“No,” returned Smellie from his post at the wheel, stooping and peering straight into the darkness. “I cannot make her out from here. Do you see her?”
“Yes, sir,” I replied joyously; “there she is, broad on our port bow. Luff, sir, you may.”
“Luff,” I heard Smellie return; and the schooner’s bows swept round until they pointed fair for the distant object. “Steady, sir!”
“Steady it is,” replied Smellie, his voice sounding weird and mournful above the roar of the wind and the wash of the sea. I managed to trim over the jib-sheet without assistance, and then leaned over the bulwarks watching the gradual way in which the small dark blot on the horizon swelled and developed into a stately ship with lofty masts, long yards, and a delicate maze of rigging all as neat and trig as though she had but just emerged from the dockyard.
The sea being quite smooth after we had once rounded Shark Point, we made the run down to the sloop in about an hour, passing to windward of her, and then jibing over and rounding-to on her lee quarter, with our jib-sheet to windward.

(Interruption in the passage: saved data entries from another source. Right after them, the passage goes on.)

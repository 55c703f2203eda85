//! C9 — handlers: pure consumers of C2/C3/C5 that execute the translated
//! operation and shape the response (`spec.md` §4.9).
//!
//! Three kinds, one per [`EndpointKind`] variant. Each returns a complete
//! `Response` or a [`GatewayError`] — never a partial body: if the
//! underlying stream errors mid-flight, the `?` short-circuit means no
//! `value` array is ever written (`spec.md` §4.9 "partial results are never
//! returned").

use axum::http::{Method, StatusCode};
use bytes::Bytes;
use sqlx::Row;
use sqlx::postgres::PgRow;

use gateway_core::GatewayError;

use crate::config::EndpointConfig;
use crate::edm;
use crate::env::ResolvedEnvironment;
use crate::model::EndpointKind;
use crate::odata::{self, ColumnMap, ODataParams, TranslateOptions};
use crate::router::{AppState, json_response};
use crate::{Body, Response};

/// `DISPATCH`: selects a handler by `endpoint.kind` (`spec.md` §4.8).
pub async fn dispatch(
	state: &AppState,
	env_name: &str,
	resolved_env: &ResolvedEnvironment,
	endpoint: &EndpointConfig,
	id: Option<&str>,
	method: &Method,
	query: Option<&str>,
	body: Bytes,
) -> Result<Response, GatewayError> {
	match &endpoint.kind {
		EndpointKind::Sql { target } => handle_sql(state, env_name, resolved_env, endpoint, target, id, method, query).await,
		EndpointKind::Proxy { url_template } => handle_proxy(state, resolved_env, url_template, id, method, query, body).await,
		EndpointKind::Composite { calls } => handle_composite(state, env_name, resolved_env, calls, method, query, body).await,
	}
}

fn parse_query(query: &str) -> Vec<(String, String)> {
	url::form_urlencoded::parse(query.as_bytes())
		.map(|(k, v)| (k.into_owned(), v.into_owned()))
		.collect()
}

/// Converts the emitted `[bracket]`/`@pN` SQL (`spec.md` §4.5's literal
/// output shape) into the dialect the live pool understands. `OFFSET ...
/// ROWS FETCH NEXT ... ROWS ONLY` is ISO SQL and needs no rewriting;
/// bracket quoting becomes double-quote quoting and `@pN` becomes `$N+1`,
/// mirroring `crate::sql`'s own `ado_to_postgres_url` adapter-at-the-boundary
/// pattern.
fn to_postgres_sql(sql: &str, param_count: usize) -> String {
	let mut out = sql.replace('[', "\"").replace(']', "\"");
	for i in (0..param_count).rev() {
		out = out.replace(&format!("@p{i}"), &format!("${}", i + 1));
	}
	out
}

/// `SQL` dispatch: build the OData map from the query string, translate via
/// C5, acquire a connection via C2/the env pool cache, execute, stream rows
/// (`spec.md` §4.8). For `{id}` paths, `primaryKey eq '{id}'` is AND-combined
/// into any user-supplied filter.
async fn handle_sql(
	state: &AppState,
	env_name: &str,
	resolved_env: &ResolvedEnvironment,
	endpoint: &EndpointConfig,
	target: &str,
	id: Option<&str>,
	method: &Method,
	query: Option<&str>,
) -> Result<Response, GatewayError> {
	if *method != Method::GET {
		// Write paths through stored procedures are explicitly out of scope
		// (`spec.md` §1 "the specific SQL dialect of stored procedures").
		return Err(GatewayError::MethodNotAllowed);
	}

	let _model = state.edm.get_model(target);
	let (schema, table) = edm::split_entity_name(target);
	let column_map = ColumnMap::parse(&endpoint.allowed_columns);

	let pairs = query.map(parse_query).unwrap_or_default();
	let mut params = ODataParams::from_query_pairs(pairs.iter().map(|(k, v)| (k.as_str(), v.as_str())))?;

	if let Some(id) = id {
		let pk = endpoint.primary_key.as_deref().ok_or(GatewayError::MissingPrimaryKey)?;
		let pk_alias = column_map.db_to_alias.get(pk).cloned().unwrap_or_else(|| pk.to_string());
		let escaped_id = id.replace('\'', "''");
		let id_filter = format!("{pk_alias} eq '{escaped_id}'");
		params.filter = Some(match params.filter.take() {
			Some(existing) => format!("({existing}) and ({id_filter})"),
			None => id_filter,
		});
	}

	let opts = TranslateOptions {
		entity_schema: &schema,
		entity_table: &table,
		column_map: &column_map,
		primary_key: endpoint.primary_key.as_deref(),
		page_size: endpoint.page_size,
		strict: false,
	};
	let translated = odata::translate(&params, &opts)?;

	let pool = state.pool_for_env(&resolved_env.connection_string).await?;
	let command_timeout = state.config.pool_config.command_timeout();

	let pg_sql = to_postgres_sql(&translated.sql, translated.params.len());
	let mut q = sqlx::query(&pg_sql);
	for p in &translated.params {
		q = q.bind(p.value.clone());
	}
	let rows: Vec<PgRow> = tokio::time::timeout(command_timeout, q.fetch_all(&pool))
		.await
		.map_err(|_| GatewayError::Timeout)?
		.map_err(|e| GatewayError::SqlCommand(e.to_string()))?;

	let values: Vec<serde_json::Value> = rows.iter().map(pg_row_to_json).collect();
	let mut body = serde_json::json!({ "value": values });

	if params.count
		&& let Some(count_sql) = &translated.count_sql
	{
		let pg_count_sql = to_postgres_sql(count_sql, translated.params.len());
		let mut cq = sqlx::query_scalar::<_, i64>(&pg_count_sql);
		for p in &translated.params {
			cq = cq.bind(p.value.clone());
		}
		let count = tokio::time::timeout(command_timeout, cq.fetch_one(&pool))
			.await
			.map_err(|_| GatewayError::Timeout)?
			.map_err(|e| GatewayError::SqlCommand(e.to_string()))?;
		body["@odata.count"] = serde_json::json!(count);
	}

	let top = params.top.unwrap_or(endpoint.page_size).min(endpoint.page_size);
	if id.is_none() && values.len() as u32 == top && top > 0 {
		let next_skip = params.skip.unwrap_or(0) + top;
		body["@odata.nextLink"] = serde_json::json!(format!("/api/{env_name}/{}?$skip={next_skip}&$top={top}", endpoint.name));
	}

	Ok(json_response(StatusCode::OK, body))
}

/// Dynamic row→JSON conversion: tries the handful of Postgres types this
/// core's synthetic schema can produce, in order, falling back to `null`
/// for anything unrecognised. There is no static schema to drive exhaustive
/// decoding from, since `spec.md` §4.4 deliberately carries no column list.
fn pg_row_to_json(row: &PgRow) -> serde_json::Value {
	use sqlx::Column;
	let mut obj = serde_json::Map::new();
	for (idx, col) in row.columns().iter().enumerate() {
		obj.insert(col.name().to_string(), decode_pg_value(row, idx));
	}
	serde_json::Value::Object(obj)
}

fn decode_pg_value(row: &PgRow, idx: usize) -> serde_json::Value {
	if let Ok(v) = row.try_get::<Option<String>, _>(idx) {
		return v.map(serde_json::Value::String).unwrap_or(serde_json::Value::Null);
	}
	if let Ok(v) = row.try_get::<Option<i64>, _>(idx) {
		return v.map(|n| serde_json::json!(n)).unwrap_or(serde_json::Value::Null);
	}
	if let Ok(v) = row.try_get::<Option<i32>, _>(idx) {
		return v.map(|n| serde_json::json!(n)).unwrap_or(serde_json::Value::Null);
	}
	if let Ok(v) = row.try_get::<Option<f64>, _>(idx) {
		return v.map(|n| serde_json::json!(n)).unwrap_or(serde_json::Value::Null);
	}
	if let Ok(v) = row.try_get::<Option<bool>, _>(idx) {
		return v.map(serde_json::Value::Bool).unwrap_or(serde_json::Value::Null);
	}
	if let Ok(v) = row.try_get::<Option<uuid::Uuid>, _>(idx) {
		return v.map(|u| serde_json::json!(u.to_string())).unwrap_or(serde_json::Value::Null);
	}
	if let Ok(v) = row.try_get::<Option<chrono::DateTime<chrono::Utc>>, _>(idx) {
		return v.map(|d| serde_json::json!(d.to_rfc3339())).unwrap_or(serde_json::Value::Null);
	}
	serde_json::Value::Null
}

/// `Proxy` dispatch: expand the URL template with env headers, validate via
/// C1, forward the request, stream the response back (`spec.md` §4.8). A
/// C1 rejection is a 502 `DestinationBlocked`, never a silent pass-through.
async fn handle_proxy(
	state: &AppState,
	resolved_env: &ResolvedEnvironment,
	url_template: &str,
	id: Option<&str>,
	method: &Method,
	query: Option<&str>,
	body: Bytes,
) -> Result<Response, GatewayError> {
	let mut url = url_template.to_string();
	if let Some(id) = id {
		url = url.replace("{id}", id);
	}
	for (key, value) in &resolved_env.headers {
		url = url.replace(&format!("{{{key}}}"), value);
	}
	if let Some(q) = query
		&& !q.is_empty()
	{
		url = format!("{url}?{q}");
	}

	if !state.allow_list.is_url_safe(&url).await? {
		return Err(GatewayError::DestinationBlocked(url));
	}

	let mut request = state.http_client.request(method.clone(), &url);
	for (key, value) in &resolved_env.headers {
		request = request.header(key, value);
	}
	let upstream = request
		.body(body)
		.send()
		.await
		.map_err(|e| GatewayError::UpstreamHttp(e.to_string()))?;

	let status = StatusCode::from_u16(upstream.status().as_u16()).unwrap_or(StatusCode::BAD_GATEWAY);
	let upstream_bytes = upstream.bytes().await.map_err(|e| GatewayError::UpstreamHttp(e.to_string()))?;

	Ok(axum::http::Response::builder()
		.status(status)
		.body(Body::from(upstream_bytes))
		.expect("valid response"))
}

/// `Composite` dispatch: fan out to the declared sub-calls within the same
/// environment, aggregate into one JSON object keyed by sub-call name; any
/// required sub-call failing fails the whole composite (`spec.md` §4.8).
async fn handle_composite(
	state: &AppState,
	env_name: &str,
	resolved_env: &ResolvedEnvironment,
	calls: &[String],
	method: &Method,
	query: Option<&str>,
	body: Bytes,
) -> Result<Response, GatewayError> {
	let mut aggregate = serde_json::Map::new();
	for name in calls {
		let sub_endpoint = state
			.config
			.endpoints
			.get(&(env_name.to_string(), name.clone()))
			.ok_or_else(|| GatewayError::UnknownEndpoint {
				env: env_name.to_string(),
				endpoint: name.clone(),
			})?
			.clone();

		let response = Box::pin(dispatch(state, env_name, resolved_env, &sub_endpoint, None, method, query, body.clone())).await?;
		let (parts, sub_body) = response.into_parts();
		if !parts.status.is_success() {
			return Err(GatewayError::UpstreamHttp(format!("composite sub-call {name} failed with status {}", parts.status)));
		}
		let bytes = axum::body::to_bytes(sub_body, usize::MAX)
			.await
			.map_err(|e| GatewayError::internal(format!("failed to read composite sub-call response: {e}")))?;
		let value: serde_json::Value = serde_json::from_slice(&bytes).unwrap_or(serde_json::Value::Null);
		aggregate.insert(name.clone(), value);
	}
	Ok(json_response(StatusCode::OK, serde_json::Value::Object(aggregate)))
}

#[cfg(test)]
mod tests {
	use super::*;

	#[test]
	fn postgres_sql_rewrites_brackets_and_placeholders() {
		let sql = "SELECT * FROM [dbo].[Items] WHERE [ItemCode] = @p0";
		assert_eq!(to_postgres_sql(sql, 1), "SELECT * FROM \"dbo\".\"Items\" WHERE \"ItemCode\" = $1");
	}

	#[test]
	fn postgres_sql_rewrites_multiple_placeholders_highest_first() {
		let sql = "WHERE [A] = @p0 AND [B] = @p1 AND [C] = @p10";
		let rewritten = to_postgres_sql(sql, 11);
		assert!(rewritten.contains("$1"));
		assert!(rewritten.contains("$2"));
		assert!(rewritten.contains("$11"));
		assert!(!rewritten.contains("@p"));
	}

	#[test]
	fn parse_query_decodes_form_encoded_pairs() {
		let pairs = parse_query("%24filter=A%20eq%20%27x%27&%24top=5");
		assert!(pairs.contains(&("$filter".to_string(), "A eq 'x'".to_string())));
		assert!(pairs.contains(&("$top".to_string(), "5".to_string())));
	}
}
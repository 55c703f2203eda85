//! C7 — environment settings resolver (`spec.md` §4.7).
//!
//! Thin lookup over the validated [`crate::config::Config`] snapshot: a
//! resolved environment's connection string, server name and header bag.

use std::collections::HashMap;
use std::sync::Arc;

use gateway_core::GatewayError;

use crate::config::Config;

/// What C7 hands back to the router: everything downstream handlers need to
/// talk to this tenant's backend, without borrowing from [`Config`].
#[derive(Debug, Clone)]
pub struct ResolvedEnvironment {
	pub connection_string: String,
	pub server_name: String,
	pub headers: HashMap<String, String>,
}

/// `load(env) → (connectionString, serverName, headers)`. Distinguishes
/// "not listed at all" from "listed but missing connection data" per
/// `spec.md` §4.7, even though the current `EnvironmentConfig` always
/// carries a connection string — the latter case covers a future config
/// shape where the field is optional.
pub fn load(config: &Config, env: &str) -> Result<ResolvedEnvironment, GatewayError> {
	let entry = config
		.environments
		.get(env)
		.ok_or_else(|| GatewayError::EnvironmentNotAllowed(env.to_string()))?;

	if entry.connection_string.trim().is_empty() {
		return Err(GatewayError::EnvironmentNotConfigured(env.to_string()));
	}

	Ok(ResolvedEnvironment {
		connection_string: entry.connection_string.clone(),
		server_name: entry.server_name.clone(),
		headers: entry.headers.clone(),
	})
}

/// Same contract, for callers already holding an `Arc<Config>` snapshot —
/// the shape the router passes around per `spec.md` §5 "each request sees a
/// snapshot of configuration captured at start".
pub fn load_arc(config: &Arc<Config>, env: &str) -> Result<ResolvedEnvironment, GatewayError> {
	load(config, env)
}

#[cfg(test)]
mod tests {
	use super::*;

	fn config_with_env(name: &str, conn: &str) -> Arc<Config> {
		let yaml = format!(
			"environments:\n  - name: \"{name}\"\n    connectionString: \"{conn}\"\n    serverName: \"srv-{name}\"\n\
			 cacheConfig:\n  providerType: inMemory\npoolConfig:\n  applicationName: \"gateway\"\n"
		);
		Config::load_from_str(&yaml).expect("parses")
	}

	#[test]
	fn unknown_environment_is_not_allowed() {
		let config = config_with_env("600", "Server=db;");
		let err = load_arc(&config, "700").unwrap_err();
		assert!(matches!(err, GatewayError::EnvironmentNotAllowed(e) if e == "700"));
	}

	#[test]
	fn known_environment_resolves_connection_and_headers() {
		let config = config_with_env("600", "Server=db;Database=erp;");
		let resolved = load_arc(&config, "600").expect("resolves");
		assert_eq!(resolved.connection_string, "Server=db;Database=erp;");
		assert_eq!(resolved.server_name, "srv-600");
		assert!(resolved.headers.is_empty());
	}

	#[test]
	fn blank_connection_string_is_not_configured() {
		let config = config_with_env("600", "");
		let err = load_arc(&config, "600").unwrap_err();
		assert!(matches!(err, GatewayError::EnvironmentNotConfigured(e) if e == "600"));
	}
}
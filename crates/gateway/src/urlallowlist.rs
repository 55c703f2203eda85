//! C1 — egress safety: which upstream hosts a `Proxy`/`Composite` endpoint
//! is allowed to call.
//!
//! Three independent checks, all of which must pass:
//! 1. the host matches one of the configured `allowedHosts` patterns
//!    (`*` stands for exactly one DNS label, matched case-insensitively);
//! 2. none of the host's resolved IP addresses fall inside a blocked CIDR
//!    range (defaults to the RFC1918 + link-local ranges, per `spec.md` §4.1);
//! 3. the URL scheme is `http` or `https`.
//!
//! Host pattern compilation is memoised (`moka`-free here — a plain
//! `RwLock<HashMap>` suffices since entries are small and never evicted,
//! following the teacher's `http/pat.rs` table-compilation style) because
//! turning a glob into a `Regex` is the expensive part of this path and the
//! same handful of patterns are checked on every proxied request.

use std::collections::HashMap;
use std::net::IpAddr;
use std::sync::RwLock;

use hickory_resolver::TokioResolver;
use ipnet::IpNet;
use regex::Regex;
use url::Url;

use gateway_core::GatewayError;

/// `spec.md` §4.1: exactly these four ranges, and no others — `127.0.0.1` is
/// a default *allowed* host (health checks, local upstreams) and must stay
/// reachable, so it is deliberately absent here.
const DEFAULT_BLOCKED_RANGES: &[&str] = &["10.0.0.0/8", "172.16.0.0/12", "192.168.0.0/16", "169.254.0.0/16"];

fn compile_pattern(pattern: &str) -> Regex {
	let mut anchored = String::from("(?i)^");
	for (i, label) in pattern.split('.').enumerate() {
		if i > 0 {
			anchored.push_str("\\.");
		}
		if label == "*" {
			anchored.push_str("[^.]+");
		} else {
			anchored.push_str(&regex::escape(label));
		}
	}
	anchored.push('$');
	// Patterns are validated at config-load time; a bad one here is a bug,
	// not a runtime condition callers need to handle.
	Regex::new(&anchored).expect("host pattern compiles to a valid regex")
}

pub struct UrlAllowList {
	patterns: RwLock<HashMap<String, Regex>>,
	raw_patterns: Vec<String>,
	blocked_ranges: Vec<IpNet>,
	resolver: TokioResolver,
}

impl UrlAllowList {
	pub fn new(allowed_hosts: Vec<String>, blocked_ip_ranges: Vec<String>) -> Result<Self, GatewayError> {
		let mut blocked_ranges: Vec<IpNet> = DEFAULT_BLOCKED_RANGES
			.iter()
			.map(|s| s.parse().expect("built-in CIDR literal is valid"))
			.collect();
		for range in &blocked_ip_ranges {
			let net: IpNet = range
				.parse()
				.map_err(|e| GatewayError::configuration(format!("invalid blocked CIDR range {range}: {e}")))?;
			blocked_ranges.push(net);
		}

		let resolver = hickory_resolver::Resolver::builder_tokio()
			.map_err(|e| GatewayError::internal(format!("failed to initialise DNS resolver: {e}")))?
			.build();

		let raw_patterns = if allowed_hosts.is_empty() {
			default_allowed_hosts()
		} else {
			allowed_hosts
		};

		Ok(UrlAllowList {
			patterns: RwLock::new(HashMap::new()),
			raw_patterns,
			blocked_ranges,
			resolver,
		})
	}

	fn host_pattern_matches(&self, host: &str) -> bool {
		for pattern in &self.raw_patterns {
			if let Some(re) = self.patterns.read().unwrap().get(pattern) {
				if re.is_match(host) {
					return true;
				}
				continue;
			}
			let compiled = compile_pattern(pattern);
			let matched = compiled.is_match(host);
			self.patterns.write().unwrap().insert(pattern.clone(), compiled);
			if matched {
				return true;
			}
		}
		false
	}

	fn ip_is_blocked(&self, ip: IpAddr) -> bool {
		self.blocked_ranges.iter().any(|net| net.contains(&ip))
	}

	/// Resolves `host` and checks every returned address against the
	/// blocked-range list; a host with even one blocked address is rejected.
	async fn resolve_is_safe(&self, host: &str) -> Result<bool, GatewayError> {
		if let Ok(ip) = host.parse::<IpAddr>() {
			return Ok(!self.ip_is_blocked(ip));
		}
		let response = self
			.resolver
			.lookup_ip(host)
			.await
			.map_err(|e| GatewayError::upstream(format!("DNS resolution failed for {host}: {e}")))?;
		for ip in response.iter() {
			if self.ip_is_blocked(ip) {
				return Ok(false);
			}
		}
		Ok(true)
	}

	/// `isUrlSafe(url)`, per `spec.md` §4.1.
	pub async fn is_url_safe(&self, url: &str) -> Result<bool, GatewayError> {
		let parsed = Url::parse(url).map_err(|e| GatewayError::input(format!("invalid upstream URL {url}: {e}")))?;
		if parsed.scheme() != "http" && parsed.scheme() != "https" {
			return Ok(false);
		}
		let Some(host) = parsed.host_str() else {
			return Ok(false);
		};
		if !self.host_pattern_matches(host) {
			return Ok(false);
		}
		self.resolve_is_safe(host).await
	}

	/// `isHostAllowed(host)`: the pattern check alone, without a DNS round trip.
	pub fn is_host_allowed(&self, host: &str) -> bool {
		self.host_pattern_matches(host)
	}
}

/// `spec.md` §4.1 bootstrapping: when no hosts are configured, default to
/// `localhost`, `127.0.0.1`, and whatever operational addresses this process
/// can see. Full multi-interface enumeration plus reverse-DNS (the original's
/// `NetworkInterface.GetAllNetworkInterfaces()` sweep) needs a platform crate
/// outside this stack's dependency set; the primary outbound-facing address —
/// found the standard connect-a-UDP-socket-and-read-it-back way, no packets
/// sent — covers the common single-homed case without adding one.
fn default_allowed_hosts() -> Vec<String> {
	let mut hosts = vec!["localhost".to_string(), "127.0.0.1".to_string()];
	if let Some(ip) = local_outbound_address() {
		hosts.push(ip.to_string());
	}
	hosts
}

fn local_outbound_address() -> Option<IpAddr> {
	let socket = std::net::UdpSocket::bind("0.0.0.0:0").ok()?;
	socket.connect("8.8.8.8:80").ok()?;
	socket.local_addr().ok().map(|addr| addr.ip())
}

#[cfg(test)]
mod tests {
	use super::*;

	#[test]
	fn single_label_wildcard_matches_exactly_one_label() {
		let re = compile_pattern("*.example.com");
		assert!(re.is_match("api.example.com"));
		assert!(!re.is_match("a.b.example.com"));
		assert!(!re.is_match("example.com"));
	}

	#[test]
	fn pattern_matching_is_case_insensitive() {
		let re = compile_pattern("*.Example.com");
		assert!(re.is_match("API.EXAMPLE.COM"));
	}

	#[test]
	fn literal_pattern_requires_exact_match() {
		let re = compile_pattern("api.example.com");
		assert!(re.is_match("api.example.com"));
		assert!(!re.is_match("other.example.com"));
	}

	#[tokio::test]
	async fn rejects_non_http_scheme() {
		let list = UrlAllowList::new(vec!["*.example.com".into()], vec![]).unwrap();
		let safe = list.is_url_safe("ftp://api.example.com/file").await.unwrap();
		assert!(!safe);
	}

	#[tokio::test]
	async fn rejects_host_outside_allow_list() {
		let list = UrlAllowList::new(vec!["*.example.com".into()], vec![]).unwrap();
		let safe = list.is_url_safe("https://evil.test/x").await.unwrap();
		assert!(!safe);
	}

	#[test]
	fn private_ip_ranges_blocked_by_default() {
		let list = UrlAllowList::new(vec!["*".into()], vec![]).unwrap();
		assert!(list.ip_is_blocked("10.1.2.3".parse().unwrap()));
		assert!(list.ip_is_blocked("192.168.1.1".parse().unwrap()));
		assert!(!list.ip_is_blocked("8.8.8.8".parse().unwrap()));
	}

	/// `127.0.0.0/8` must stay reachable: it's a default *allowed* host, and
	/// is deliberately absent from the default blocked ranges (`spec.md` §4.1).
	#[test]
	fn loopback_is_not_blocked_by_default() {
		let list = UrlAllowList::new(vec!["*".into()], vec![]).unwrap();
		assert!(!list.ip_is_blocked("127.0.0.1".parse().unwrap()));
	}

	#[test]
	fn empty_allowed_hosts_bootstraps_localhost() {
		let list = UrlAllowList::new(vec![], vec![]).unwrap();
		assert!(list.is_host_allowed("localhost"));
		assert!(list.is_host_allowed("127.0.0.1"));
	}
}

As we approached the sloop I noticed that lights were still burning in the skipper’s cabin, and I thought I could detect a human face or two peering curiously out at us from the ports. The dear old hooker was of course riding head to wind, and as we swept down across her bows within easy hailing distance a figure suddenly appeared standing on the knight-heads, and Armitage’s voice rang out across the water with the hail of:
“Schooner ahoy!”
“Hillo!” responded Smellie.
A slight and barely perceptible pause; and then—
“What schooner is that?”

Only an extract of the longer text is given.